> [WORK TO COMPLETE] The reply should contain all of the data below, word for word.
DATA SECTION START
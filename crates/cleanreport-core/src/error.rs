//! Error types module
//!
//! Every failure the relay can report to a client is an [`AppError`]. Variants
//! self-describe their HTTP presentation through [`ErrorMetadata`].

use std::io;

/// Log level for error reporting
#[derive(Debug, Clone, Copy, PartialEq, Eq)]
pub enum LogLevel {
    /// Expected errors such as validation failures
    Debug,
    /// Recoverable issues such as a saturated forward queue
    Warn,
    /// Unexpected failures
    Error,
}

/// Metadata for error responses - defines how an error should be presented
pub trait ErrorMetadata {
    /// HTTP status code to return
    fn http_status_code(&self) -> u16;

    /// Machine-readable error code (e.g., "SINK_ERROR")
    fn error_code(&self) -> &'static str;

    /// Whether the request can be retried as-is
    fn is_recoverable(&self) -> bool;

    /// Suggested action for the client
    fn suggested_action(&self) -> Option<&'static str>;

    /// Client-facing message (may differ from internal error message)
    fn client_message(&self) -> String;

    /// Whether details should be hidden in production
    fn is_sensitive(&self) -> bool;

    /// Log level for this error
    fn log_level(&self) -> LogLevel;
}

#[derive(Debug, thiserror::Error)]
pub enum AppError {
    #[error("Sink error: {0}")]
    Sink(String),

    #[error("Storage error: {0}")]
    Storage(String),

    #[error("Image processing error: {0}")]
    ImageProcessing(String),

    #[error("Invalid input: {0}")]
    InvalidInput(String),

    #[error("Bad request: {0}")]
    BadRequest(String),

    #[error("Not found: {0}")]
    NotFound(String),

    #[error("Payload too large: {0}")]
    PayloadTooLarge(String),

    #[error("Forward queue is full ({capacity} jobs)")]
    QueueFull { capacity: usize },

    #[error("Internal error: {0}")]
    Internal(String),

    #[error("Internal error with source")]
    InternalWithSource {
        message: String,
        #[source]
        source: anyhow::Error,
    },
}

impl From<anyhow::Error> for AppError {
    fn from(err: anyhow::Error) -> Self {
        AppError::InternalWithSource {
            message: err.to_string(),
            source: err,
        }
    }
}

impl From<io::Error> for AppError {
    fn from(err: io::Error) -> Self {
        AppError::Internal(format!("IO error: {}", err))
    }
}

impl From<serde_json::Error> for AppError {
    fn from(err: serde_json::Error) -> Self {
        AppError::InvalidInput(format!("JSON parsing error: {}", err))
    }
}

impl From<uuid::Error> for AppError {
    fn from(err: uuid::Error) -> Self {
        AppError::InvalidInput(format!("UUID parsing error: {}", err))
    }
}

/// Static metadata for each variant: (http_status, error_code, recoverable, suggested_action, sensitive, log_level).
fn app_error_static_metadata(
    err: &AppError,
) -> (
    u16,
    &'static str,
    bool,
    Option<&'static str>,
    bool,
    LogLevel,
) {
    match err {
        AppError::Sink(_) => (
            502,
            "SINK_ERROR",
            true,
            Some("Retry after a short delay"),
            true,
            LogLevel::Error,
        ),
        AppError::Storage(_) => (
            500,
            "STORAGE_ERROR",
            true,
            Some("Retry after a short delay"),
            true,
            LogLevel::Error,
        ),
        AppError::ImageProcessing(_) => (
            400,
            "IMAGE_PROCESSING_ERROR",
            false,
            Some("Check image format and try a different file"),
            false,
            LogLevel::Warn,
        ),
        AppError::InvalidInput(_) => (
            400,
            "INVALID_INPUT",
            false,
            Some("Check request parameters and try again"),
            false,
            LogLevel::Debug,
        ),
        AppError::BadRequest(_) => (
            400,
            "BAD_REQUEST",
            false,
            Some("Check request format and parameters"),
            false,
            LogLevel::Debug,
        ),
        AppError::NotFound(_) => (
            404,
            "NOT_FOUND",
            false,
            Some("Verify the submission ID exists"),
            false,
            LogLevel::Debug,
        ),
        AppError::PayloadTooLarge(_) => (
            413,
            "PAYLOAD_TOO_LARGE",
            false,
            Some("Send fewer images per request"),
            false,
            LogLevel::Debug,
        ),
        AppError::QueueFull { .. } => (
            503,
            "QUEUE_FULL",
            true,
            Some("Wait a few seconds and retry"),
            false,
            LogLevel::Warn,
        ),
        AppError::Internal(_) | AppError::InternalWithSource { .. } => (
            500,
            "INTERNAL_ERROR",
            true,
            Some("Retry after a short delay"),
            true,
            LogLevel::Error,
        ),
    }
}

impl AppError {
    /// Get the error type name for detailed error responses
    pub fn error_type(&self) -> &str {
        match self {
            AppError::Sink(_) => "Sink",
            AppError::Storage(_) => "Storage",
            AppError::ImageProcessing(_) => "ImageProcessing",
            AppError::InvalidInput(_) => "InvalidInput",
            AppError::BadRequest(_) => "BadRequest",
            AppError::NotFound(_) => "NotFound",
            AppError::PayloadTooLarge(_) => "PayloadTooLarge",
            AppError::QueueFull { .. } => "QueueFull",
            AppError::Internal(_) | AppError::InternalWithSource { .. } => "Internal",
        }
    }

    /// Get detailed error information including error chain
    pub fn detailed_message(&self) -> String {
        use std::error::Error;

        let mut details = self.to_string();

        let mut source = self.source();
        let mut depth = 0;
        while let Some(err) = source {
            depth += 1;
            if depth > 5 {
                details.push_str("\n  ... (truncated)");
                break;
            }
            details.push_str(&format!("\n  Caused by: {}", err));
            source = err.source();
        }

        details
    }
}

impl ErrorMetadata for AppError {
    fn http_status_code(&self) -> u16 {
        app_error_static_metadata(self).0
    }

    fn error_code(&self) -> &'static str {
        app_error_static_metadata(self).1
    }

    fn is_recoverable(&self) -> bool {
        app_error_static_metadata(self).2
    }

    fn suggested_action(&self) -> Option<&'static str> {
        app_error_static_metadata(self).3
    }

    fn is_sensitive(&self) -> bool {
        app_error_static_metadata(self).4
    }

    fn log_level(&self) -> LogLevel {
        app_error_static_metadata(self).5
    }

    fn client_message(&self) -> String {
        match self {
            AppError::Sink(_) => "Failed to deliver report".to_string(),
            AppError::Storage(_) => "Failed to access storage".to_string(),
            AppError::ImageProcessing(msg)
            | AppError::InvalidInput(msg)
            | AppError::BadRequest(msg)
            | AppError::NotFound(msg)
            | AppError::PayloadTooLarge(msg) => msg.clone(),
            AppError::QueueFull { .. } => {
                "Too many reports are being processed, try again shortly".to_string()
            }
            AppError::Internal(_) | AppError::InternalWithSource { .. } => {
                "Internal server error".to_string()
            }
        }
    }
}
DATA SECTION END
> [TASK RESULT]
filename crates/cleanreport-core/src/error.rs
//! Error types module
//!
//! Every failure the relay can report to a client is an [`AppError`]. Variants
//! self-describe their HTTP presentation through [`ErrorMetadata`].

use std::io;

/// Log level for error reporting
#[derive(Debug, Clone, Copy, PartialEq, Eq)]
pub enum LogLevel {
    /// Expected errors such as validation failures
    Debug,
    /// Recoverable issues such as a saturated forward queue
    Warn,
    /// Unexpected failures
    Error,
}

/// Metadata for error responses - defines how an error should be presented
pub trait ErrorMetadata {
    /// HTTP status code to return
    fn http_status_code(&self) -> u16;

    /// Machine-readable error code (e.g., "SINK_ERROR")
    fn error_code(&self) -> &'static str;

    /// Whether the request can be retried as-is
    fn is_recoverable(&self) -> bool;

    /// Suggested action for the client
    fn suggested_action(&self) -> Option<&'static str>;

    /// Client-facing message (may differ from internal error message)
    fn client_message(&self) -> String;

    /// Whether details should be hidden in production
    fn is_sensitive(&self) -> bool;

    /// Log level for this error
    fn log_level(&self) -> LogLevel;
}

#[derive(Debug, thiserror::Error)]
pub enum AppError {
    #[error("Sink error: {0}")]
    Sink(String),

    #[error("Storage error: {0}")]
    Storage(String),

    #[error("Image processing error: {0}")]
    ImageProcessing(String),

    #[error("Invalid input: {0}")]
    InvalidInput(String),

    #[error("Bad request: {0}")]
    BadRequest(String),

    #[error("Not found: {0}")]
    NotFound(String),

    #[error("Payload too large: {0}")]
    PayloadTooLarge(String),

    #[error("Forward queue is full ({capacity} jobs)")]
    QueueFull { capacity: usize },

    #[error("Internal error: {0}")]
    Internal(String),

    #[error("Internal error with source")]
    InternalWithSource {
        message: String,
        #[source]
        source: anyhow::Error,
    },
}

impl From<anyhow::Error> for AppError {
    fn from(err: anyhow::Error) -> Self {
        AppError::InternalWithSource {
            message: err.to_string(),
            source: err,
        }
    }
}

impl From<io::Error> for AppError {
    fn from(err: io::Error) -> Self {
        AppError::Internal(format!("IO error: {}", err))
    }
}

impl From<serde_json::Error> for AppError {
    fn from(err: serde_json::Error) -> Self {
        AppError::InvalidInput(format!("JSON parsing error: {}", err))
    }
}

impl From<uuid::Error> for AppError {
    fn from(err: uuid::Error) -> Self {
        AppError::InvalidInput(format!("UUID parsing error: {}", err))
    }
}

/// Static metadata for each variant: (http_status, error_code, recoverable, suggested_action, sensitive, log_level).
fn app_error_static_metadata(
    err: &AppError,
) -> (
    u16,
    &'static str,
    bool,
    Option<&'static str>,
    bool,
    LogLevel,
) {
    match err {
        AppError::Sink(_) => (
            502,
            "SINK_ERROR",
            true,
            Some("Retry after a short delay"),
            true,
            LogLevel::Error,
        ),
        AppError::Storage(_) => (
            500,
            "STORAGE_ERROR",
            true,
            Some("Retry after a short delay"),
            true,
            LogLevel::Error,
        ),
        AppError::ImageProcessing(_) => (
            400,
            "IMAGE_PROCESSING_ERROR",
            false,
            Some("Check image format and try a different file"),
            false,
            LogLevel::Warn,
        ),
        AppError::InvalidInput(_) => (
            400,
            "INVALID_INPUT",
            false,
            Some("Check request parameters and try again"),
            false,
            LogLevel::Debug,
        ),
        AppError::BadRequest(_) => (
            400,
            "BAD_REQUEST",
            false,
            Some("Check request format and parameters"),
            false,
            LogLevel::Debug,
        ),
        AppError::NotFound(_) => (
            404,
            "NOT_FOUND",
            false,
            Some("Verify the submission ID exists"),
            false,
            LogLevel::Debug,
        ),
        AppError::PayloadTooLarge(_) => (
            413,
            "PAYLOAD_TOO_LARGE",
            false,
            Some("Send fewer images per request"),
            false,
            LogLevel::Debug,
        ),
        AppError::QueueFull { .. } => (
            503,
            "QUEUE_FULL",
            true,
            Some("Wait a few seconds and retry"),
            false,
            LogLevel::Warn,
        ),
        AppError::Internal(_) | AppError::InternalWithSource { .. } => (
            500,
            "INTERNAL_ERROR",
            true,
            Some("Retry after a short delay"),
            true,
            LogLevel::Error,
        ),
    }
}

impl AppError {
    /// Get the error type name for detailed error responses
    pub fn error_type(&self) -> &str {
        match self {
            AppError::Sink(_) => "Sink",
            AppError::Storage(_) => "Storage",
            AppError::ImageProcessing(_) => "ImageProcessing",
            AppError::InvalidInput(_) => "InvalidInput",
            AppError::BadRequest(_) => "BadRequest",
            AppError::NotFound(_) => "NotFound",
            AppError::PayloadTooLarge(_) => "PayloadTooLarge",
            AppError::QueueFull { .. } => "QueueFull",
            AppError::Internal(_) | AppError::InternalWithSource { .. } => "Internal",
        }
    }

    /// Get detailed error information including error chain
    pub fn detailed_message(&self) -> String {
        use std::error::Error;

        let mut details = self.to_string();

        let mut source = self.source();
        let mut depth = 0;
        while let Some(err) = source {
            depth += 1;
            if depth > 5 {
                details.push_str("\n  ... (truncated)");
                break;
            }
            details.push_str(&format!("\n  Caused by: {}", err));
            source = err.source();
        }

        details
    }
}

impl ErrorMetadata for AppError {
    fn http_status_code(&self) -> u16 {
        app_error_static_metadata(self).0
    }

    fn error_code(&self) -> &'static str {
        app_error_static_metadata(self).1
    }

    fn is_recoverable(&self) -> bool {
        app_error_static_metadata(self).2
    }

    fn suggested_action(&self) -> Option<&'static str> {
        app_error_static_metadata(self).3
    }

    fn is_sensitive(&self) -> bool {
        app_error_static_metadata(self).4
    }

    fn log_level(&self) -> LogLevel {
        app_error_static_metadata(self).5
    }

    fn client_message(&self) -> String {
        match self {
            AppError::Sink(_) => "Failed to deliver report".to_string(),
            AppError::Storage(_) => "Failed to access storage".to_string(),
            AppError::ImageProcessing(msg)
            | AppError::InvalidInput(msg)
            | AppError::BadRequest(msg)
            | AppError::NotFound(msg)
            | AppError::PayloadTooLarge(msg) => msg.clone(),
            AppError::QueueFull { .. } => {
                "Too many reports are being processed, try again shortly".to_string()
            }
            AppError::Internal(_) | AppError::InternalWithSource { .. } => {
                "Internal server error".to_string()
            }
        }
    }
}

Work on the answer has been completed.